Aid groups and some UN officials are critical of Indonesia's eagerness to resettle families in the barracks, which resemble traditional longhouses raised on wooden stilts with each family living in a 3-foot-by-5-foot room.
The government says families will have to stay for up to two years in these temporary settlements while new homes are built. Health workers warn that communal housing with poor sanitation increase the risk of disease.
"There is a certain amount of people who will require [temporary housing], but I don't think it's the majority and I don't think it should be the only option," says Antonella Vitale, an adviser to the United Nations Development Program.

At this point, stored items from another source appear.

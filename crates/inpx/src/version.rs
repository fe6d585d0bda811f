use crate::collection::Archive;
use crate::consts::VERSION_INFO;
use crate::error::{ErrorKind, Result};
use exn::{OptionExt, ResultExt};
use std::fs::File;
use std::io::BufReader;
use std::path::Path;
use time::{Date, Month, PrimitiveDateTime, Time, UtcDateTime};
use tracing::instrument;
use zip::ZipArchive;
use zip::extra_fields::ExtraField;
use zip::result::ZipError;

/// Modification time of the `version.info` entry inside the archive at `path`.
///
/// The archive is opened as a plain zip container, independently of any
/// [`Collection`](crate::Collection) that may already be reading it. An
/// extended timestamp field on the entry wins over the DOS time, which carries
/// no zone and is taken as UTC.
#[instrument(skip_all, fields(path = %path.as_ref().display()))]
pub fn version_info_modified(path: impl AsRef<Path>) -> Result<UtcDateTime> {
    let file = File::open(path.as_ref()).or_raise(|| ErrorKind::Io)?;
    let mut archive: Archive = ZipArchive::new(BufReader::new(file)).or_raise(|| ErrorKind::InvalidArchive)?;
    let entry = match archive.by_name(VERSION_INFO) {
        Ok(entry) => entry,
        Err(ZipError::FileNotFound) => exn::bail!(ErrorKind::MissingEntry(VERSION_INFO)),
        Err(err) => return Err(err).or_raise(|| ErrorKind::InvalidArchive),
    };
    // The extended timestamp field carries the real UTC time; the DOS time
    // is local to whoever built the archive.
    let extended = entry.extra_data_fields().find_map(|field| match field {
        ExtraField::ExtendedTimestamp(timestamp) => timestamp.mod_time(),
        _ => None,
    });
    if let Some(seconds) = extended {
        return UtcDateTime::from_unix_timestamp(i64::from(seconds)).or_raise(|| ErrorKind::NoTimestamp(VERSION_INFO));
    }
    let modified = entry.last_modified().ok_or_raise(|| ErrorKind::NoTimestamp(VERSION_INFO))?;
    to_utc(&modified)
}

fn to_utc(modified: &zip::DateTime) -> Result<UtcDateTime> {
    let invalid = || ErrorKind::NoTimestamp(VERSION_INFO);
    let month = Month::try_from(modified.month()).or_raise(invalid)?;
    let date = Date::from_calendar_date(i32::from(modified.year()), month, modified.day()).or_raise(invalid)?;
    let time = Time::from_hms(modified.hour(), modified.minute(), modified.second()).or_raise(invalid)?;
    Ok(PrimitiveDateTime::new(date, time).as_utc())
}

The building of barracks also troubles local activists wary of military meddling in Aceh, where a separatist insurgency has raged since 1976. Some are located beside military camps and the army has helped with their construction.
"This is a military idea to build barracks. They want to control the Acehnese people," says Akhiruddin Mahjuddin, a prominent social activist.
In communities where the tsunami uprooted everything and everyone, there are hard choices ahead over what to rebuild. In Calang, a peninsular town that lost more than 6,000 of its 7,300 people, soldiers and local laborers are building government offices on cleared land by the shore. But survivors camped on the overlooking hill are too scared to return to this land that is surrounded by the gently lapping ocean. Aid workers say the community lacks effective leadership, as most of its elders died in the disaster.
Back from the shore, a man in ragged clothes hammers together roughly hewn planks on a tiny plot of land. His wife and two children were swept away by the waves, and his only wish now is to build a shelter and live here, to escape his suffocating tent. Asked about his future, a possible livelihood, he stares speechless at the shore. Eventually he goes back to his hammering, one plank at a time.